→ **MATERIAL FOR THIS EXERCISE**:
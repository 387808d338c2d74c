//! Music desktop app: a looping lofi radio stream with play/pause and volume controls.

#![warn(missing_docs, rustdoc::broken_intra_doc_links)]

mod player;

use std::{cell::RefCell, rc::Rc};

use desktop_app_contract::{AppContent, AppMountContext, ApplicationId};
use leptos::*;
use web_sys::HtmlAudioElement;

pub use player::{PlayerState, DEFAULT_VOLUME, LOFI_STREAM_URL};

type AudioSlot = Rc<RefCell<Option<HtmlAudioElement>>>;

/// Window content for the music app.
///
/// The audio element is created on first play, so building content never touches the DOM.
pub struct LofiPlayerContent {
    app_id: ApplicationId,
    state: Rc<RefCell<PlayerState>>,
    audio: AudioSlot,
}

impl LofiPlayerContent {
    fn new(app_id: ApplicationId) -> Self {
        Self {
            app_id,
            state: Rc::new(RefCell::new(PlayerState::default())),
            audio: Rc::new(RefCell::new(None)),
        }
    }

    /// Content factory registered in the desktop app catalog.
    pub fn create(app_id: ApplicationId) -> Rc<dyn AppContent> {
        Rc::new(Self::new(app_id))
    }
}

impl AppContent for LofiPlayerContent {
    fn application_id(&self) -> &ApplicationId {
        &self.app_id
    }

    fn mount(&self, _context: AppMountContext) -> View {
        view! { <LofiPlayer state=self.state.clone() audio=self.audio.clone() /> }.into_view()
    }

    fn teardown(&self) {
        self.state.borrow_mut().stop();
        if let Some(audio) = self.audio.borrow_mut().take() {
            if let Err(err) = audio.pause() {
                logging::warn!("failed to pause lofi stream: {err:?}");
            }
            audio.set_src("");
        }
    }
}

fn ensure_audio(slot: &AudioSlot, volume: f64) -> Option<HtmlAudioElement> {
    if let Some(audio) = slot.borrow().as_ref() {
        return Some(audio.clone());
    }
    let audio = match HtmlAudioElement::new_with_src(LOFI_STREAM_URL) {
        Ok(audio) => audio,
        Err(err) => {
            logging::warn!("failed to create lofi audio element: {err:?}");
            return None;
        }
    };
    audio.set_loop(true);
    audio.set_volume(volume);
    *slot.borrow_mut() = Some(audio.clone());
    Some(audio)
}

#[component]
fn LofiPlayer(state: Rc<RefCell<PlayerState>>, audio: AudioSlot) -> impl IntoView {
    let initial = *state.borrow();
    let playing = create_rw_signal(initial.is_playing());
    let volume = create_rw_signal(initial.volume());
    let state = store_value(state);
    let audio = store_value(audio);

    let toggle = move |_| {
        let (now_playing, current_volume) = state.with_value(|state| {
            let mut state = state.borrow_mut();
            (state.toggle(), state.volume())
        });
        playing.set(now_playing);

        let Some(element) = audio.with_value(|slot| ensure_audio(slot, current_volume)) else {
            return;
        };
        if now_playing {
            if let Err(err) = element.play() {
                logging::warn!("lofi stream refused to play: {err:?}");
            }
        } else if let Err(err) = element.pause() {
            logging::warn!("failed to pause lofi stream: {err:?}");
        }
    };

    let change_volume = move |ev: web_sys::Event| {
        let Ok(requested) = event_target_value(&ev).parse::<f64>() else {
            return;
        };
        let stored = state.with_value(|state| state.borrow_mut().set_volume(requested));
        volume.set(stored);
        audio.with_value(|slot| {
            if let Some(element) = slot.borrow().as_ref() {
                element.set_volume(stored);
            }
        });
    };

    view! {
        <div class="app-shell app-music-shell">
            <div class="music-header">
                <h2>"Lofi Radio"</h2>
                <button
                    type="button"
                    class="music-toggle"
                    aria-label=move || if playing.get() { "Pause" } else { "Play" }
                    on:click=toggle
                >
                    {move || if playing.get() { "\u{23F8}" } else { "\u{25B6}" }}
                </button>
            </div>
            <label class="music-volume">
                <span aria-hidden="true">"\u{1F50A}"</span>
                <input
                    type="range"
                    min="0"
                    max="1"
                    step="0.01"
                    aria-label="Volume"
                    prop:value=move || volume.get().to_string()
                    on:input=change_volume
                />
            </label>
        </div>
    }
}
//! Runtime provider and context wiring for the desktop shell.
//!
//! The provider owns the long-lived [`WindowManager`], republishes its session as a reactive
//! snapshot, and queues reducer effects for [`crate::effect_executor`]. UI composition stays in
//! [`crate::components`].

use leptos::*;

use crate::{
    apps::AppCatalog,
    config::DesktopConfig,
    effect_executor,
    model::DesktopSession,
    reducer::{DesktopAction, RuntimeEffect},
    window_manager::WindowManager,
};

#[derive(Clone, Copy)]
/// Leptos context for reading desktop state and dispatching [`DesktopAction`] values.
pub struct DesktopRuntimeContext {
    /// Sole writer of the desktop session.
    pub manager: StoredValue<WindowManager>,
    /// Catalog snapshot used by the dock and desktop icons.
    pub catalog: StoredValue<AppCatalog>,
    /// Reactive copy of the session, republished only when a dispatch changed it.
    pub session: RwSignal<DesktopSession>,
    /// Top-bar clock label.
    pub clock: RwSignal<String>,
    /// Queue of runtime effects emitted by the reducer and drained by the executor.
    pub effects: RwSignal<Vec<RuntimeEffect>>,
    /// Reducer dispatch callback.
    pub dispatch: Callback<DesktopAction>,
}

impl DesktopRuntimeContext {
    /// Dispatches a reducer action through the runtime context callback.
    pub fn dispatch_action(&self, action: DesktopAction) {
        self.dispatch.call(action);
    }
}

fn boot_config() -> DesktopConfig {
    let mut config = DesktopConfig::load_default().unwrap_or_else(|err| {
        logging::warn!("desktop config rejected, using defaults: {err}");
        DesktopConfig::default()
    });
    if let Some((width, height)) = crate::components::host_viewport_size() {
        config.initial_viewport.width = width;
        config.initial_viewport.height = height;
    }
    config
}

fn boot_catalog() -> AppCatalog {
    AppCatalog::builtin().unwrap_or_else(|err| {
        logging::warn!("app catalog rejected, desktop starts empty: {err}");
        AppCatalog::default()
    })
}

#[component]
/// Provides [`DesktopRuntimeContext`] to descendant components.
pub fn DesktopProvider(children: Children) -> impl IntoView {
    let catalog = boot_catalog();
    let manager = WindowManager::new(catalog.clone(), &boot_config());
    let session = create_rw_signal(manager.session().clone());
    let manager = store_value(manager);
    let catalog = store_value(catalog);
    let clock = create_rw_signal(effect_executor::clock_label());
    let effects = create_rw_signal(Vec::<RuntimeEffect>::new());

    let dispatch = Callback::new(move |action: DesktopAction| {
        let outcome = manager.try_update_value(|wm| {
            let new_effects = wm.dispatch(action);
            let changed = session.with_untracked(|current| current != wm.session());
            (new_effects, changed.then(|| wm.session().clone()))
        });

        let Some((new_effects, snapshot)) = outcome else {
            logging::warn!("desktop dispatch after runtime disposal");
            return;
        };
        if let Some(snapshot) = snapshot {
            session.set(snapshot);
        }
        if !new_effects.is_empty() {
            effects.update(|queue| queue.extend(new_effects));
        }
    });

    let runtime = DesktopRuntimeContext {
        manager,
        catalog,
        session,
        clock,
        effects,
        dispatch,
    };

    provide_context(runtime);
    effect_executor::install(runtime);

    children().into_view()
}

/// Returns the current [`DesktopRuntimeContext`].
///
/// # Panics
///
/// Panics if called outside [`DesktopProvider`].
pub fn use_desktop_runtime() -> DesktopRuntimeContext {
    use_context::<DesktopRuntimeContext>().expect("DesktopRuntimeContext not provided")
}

→ **WORK TO COMPLETE**: Write out every entry again, exactly as it appears.

→ **SOLUTION FOR THIS PROBLEM**:
repository 387808d338c2d74c
//! Music desktop app: a looping lofi radio stream with play/pause and volume controls.

#![warn(missing_docs, rustdoc::broken_intra_doc_links)]

mod player;

use std::{cell::RefCell, rc::Rc};

use desktop_app_contract::{AppContent, AppMountContext, ApplicationId};
use leptos::*;
use web_sys::HtmlAudioElement;

pub use player::{PlayerState, DEFAULT_VOLUME, LOFI_STREAM_URL};

type AudioSlot = Rc<RefCell<Option<HtmlAudioElement>>>;

/// Window content for the music app.
///
/// The audio element is created on first play, so building content never touches the DOM.
pub struct LofiPlayerContent {
    app_id: ApplicationId,
    state: Rc<RefCell<PlayerState>>,
    audio: AudioSlot,
}

impl LofiPlayerContent {
    fn new(app_id: ApplicationId) -> Self {
        Self {
            app_id,
            state: Rc::new(RefCell::new(PlayerState::default())),
            audio: Rc::new(RefCell::new(None)),
        }
    }

    /// Content factory registered in the desktop app catalog.
    pub fn create(app_id: ApplicationId) -> Rc<dyn AppContent> {
        Rc::new(Self::new(app_id))
    }
}

impl AppContent for LofiPlayerContent {
    fn application_id(&self) -> &ApplicationId {
        &self.app_id
    }

    fn mount(&self, _context: AppMountContext) -> View {
        view! { <LofiPlayer state=self.state.clone() audio=self.audio.clone() /> }.into_view()
    }

    fn teardown(&self) {
        self.state.borrow_mut().stop();
        if let Some(audio) = self.audio.borrow_mut().take() {
            if let Err(err) = audio.pause() {
                logging::warn!("failed to pause lofi stream: {err:?}");
            }
            audio.set_src("");
        }
    }
}

fn ensure_audio(slot: &AudioSlot, volume: f64) -> Option<HtmlAudioElement> {
    if let Some(audio) = slot.borrow().as_ref() {
        return Some(audio.clone());
    }
    let audio = match HtmlAudioElement::new_with_src(LOFI_STREAM_URL) {
        Ok(audio) => audio,
        Err(err) => {
            logging::warn!("failed to create lofi audio element: {err:?}");
            return None;
        }
    };
    audio.set_loop(true);
    audio.set_volume(volume);
    *slot.borrow_mut() = Some(audio.clone());
    Some(audio)
}

#[component]
fn LofiPlayer(state: Rc<RefCell<PlayerState>>, audio: AudioSlot) -> impl IntoView {
    let initial = *state.borrow();
    let playing = create_rw_signal(initial.is_playing());
    let volume = create_rw_signal(initial.volume());
    let state = store_value(state);
    let audio = store_value(audio);

    let toggle = move |_| {
        let (now_playing, current_volume) = state.with_value(|state| {
            let mut state = state.borrow_mut();
            (state.toggle(), state.volume())
        });
        playing.set(now_playing);

        let Some(element) = audio.with_value(|slot| ensure_audio(slot, current_volume)) else {
            return;
        };
        if now_playing {
            if let Err(err) = element.play() {
                logging::warn!("lofi stream refused to play: {err:?}");
            }
        } else if let Err(err) = element.pause() {
            logging::warn!("failed to pause lofi stream: {err:?}");
        }
    };

    let change_volume = move |ev: web_sys::Event| {
        let Ok(requested) = event_target_value(&ev).parse::<f64>() else {
            return;
        };
        let stored = state.with_value(|state| state.borrow_mut().set_volume(requested));
        volume.set(stored);
        audio.with_value(|slot| {
            if let Some(element) = slot.borrow().as_ref() {
                element.set_volume(stored);
            }
        });
    };

    view! {
        <div class="app-shell app-music-shell">
            <div class="music-header">
                <h2>"Lofi Radio"</h2>
                <button
                    type="button"
                    class="music-toggle"
                    aria-label=move || if playing.get() { "Pause" } else { "Play" }
                    on:click=toggle
                >
                    {move || if playing.get() { "\u{23F8}" } else { "\u{25B6}" }}
                </button>
            </div>
            <label class="music-volume">
                <span aria-hidden="true">"\u{1F50A}"</span>
                <input
                    type="range"
                    min="0"
                    max="1"
                    step="0.01"
                    aria-label="Volume"
                    prop:value=move || volume.get().to_string()
                    on:input=change_volume
                />
            </label>
        </div>
    }
}
//! Runtime provider and context wiring for the desktop shell.
//!
//! The provider owns the long-lived [`WindowManager`], republishes its session as a reactive
//! snapshot, and queues reducer effects for [`crate::effect_executor`]. UI composition stays in
//! [`crate::components`].

use leptos::*;

use crate::{
    apps::AppCatalog,
    config::DesktopConfig,
    effect_executor,
    model::DesktopSession,
    reducer::{DesktopAction, RuntimeEffect},
    window_manager::WindowManager,
};

#[derive(Clone, Copy)]
/// Leptos context for reading desktop state and dispatching [`DesktopAction`] values.
pub struct DesktopRuntimeContext {
    /// Sole writer of the desktop session.
    pub manager: StoredValue<WindowManager>,
    /// Catalog snapshot used by the dock and desktop icons.
    pub catalog: StoredValue<AppCatalog>,
    /// Reactive copy of the session, republished only when a dispatch changed it.
    pub session: RwSignal<DesktopSession>,
    /// Top-bar clock label.
    pub clock: RwSignal<String>,
    /// Queue of runtime effects emitted by the reducer and drained by the executor.
    pub effects: RwSignal<Vec<RuntimeEffect>>,
    /// Reducer dispatch callback.
    pub dispatch: Callback<DesktopAction>,
}

impl DesktopRuntimeContext {
    /// Dispatches a reducer action through the runtime context callback.
    pub fn dispatch_action(&self, action: DesktopAction) {
        self.dispatch.call(action);
    }
}

fn boot_config() -> DesktopConfig {
    let mut config = DesktopConfig::load_default().unwrap_or_else(|err| {
        logging::warn!("desktop config rejected, using defaults: {err}");
        DesktopConfig::default()
    });
    if let Some((width, height)) = crate::components::host_viewport_size() {
        config.initial_viewport.width = width;
        config.initial_viewport.height = height;
    }
    config
}

fn boot_catalog() -> AppCatalog {
    AppCatalog::builtin().unwrap_or_else(|err| {
        logging::warn!("app catalog rejected, desktop starts empty: {err}");
        AppCatalog::default()
    })
}

#[component]
/// Provides [`DesktopRuntimeContext`] to descendant components.
pub fn DesktopProvider(children: Children) -> impl IntoView {
    let catalog = boot_catalog();
    let manager = WindowManager::new(catalog.clone(), &boot_config());
    let session = create_rw_signal(manager.session().clone());
    let manager = store_value(manager);
    let catalog = store_value(catalog);
    let clock = create_rw_signal(effect_executor::clock_label());
    let effects = create_rw_signal(Vec::<RuntimeEffect>::new());

    let dispatch = Callback::new(move |action: DesktopAction| {
        let outcome = manager.try_update_value(|wm| {
            let new_effects = wm.dispatch(action);
            let changed = session.with_untracked(|current| current != wm.session());
            (new_effects, changed.then(|| wm.session().clone()))
        });

        let Some((new_effects, snapshot)) = outcome else {
            logging::warn!("desktop dispatch after runtime disposal");
            return;
        };
        if let Some(snapshot) = snapshot {
            session.set(snapshot);
        }
        if !new_effects.is_empty() {
            effects.update(|queue| queue.extend(new_effects));
        }
    });

    let runtime = DesktopRuntimeContext {
        manager,
        catalog,
        session,
        clock,
        effects,
        dispatch,
    };

    provide_context(runtime);
    effect_executor::install(runtime);

    children().into_view()
}

/// Returns the current [`DesktopRuntimeContext`].
///
/// # Panics
///
/// Panics if called outside [`DesktopProvider`].
pub fn use_desktop_runtime() -> DesktopRuntimeContext {
    use_context::<DesktopRuntimeContext>().expect("DesktopRuntimeContext not provided")
}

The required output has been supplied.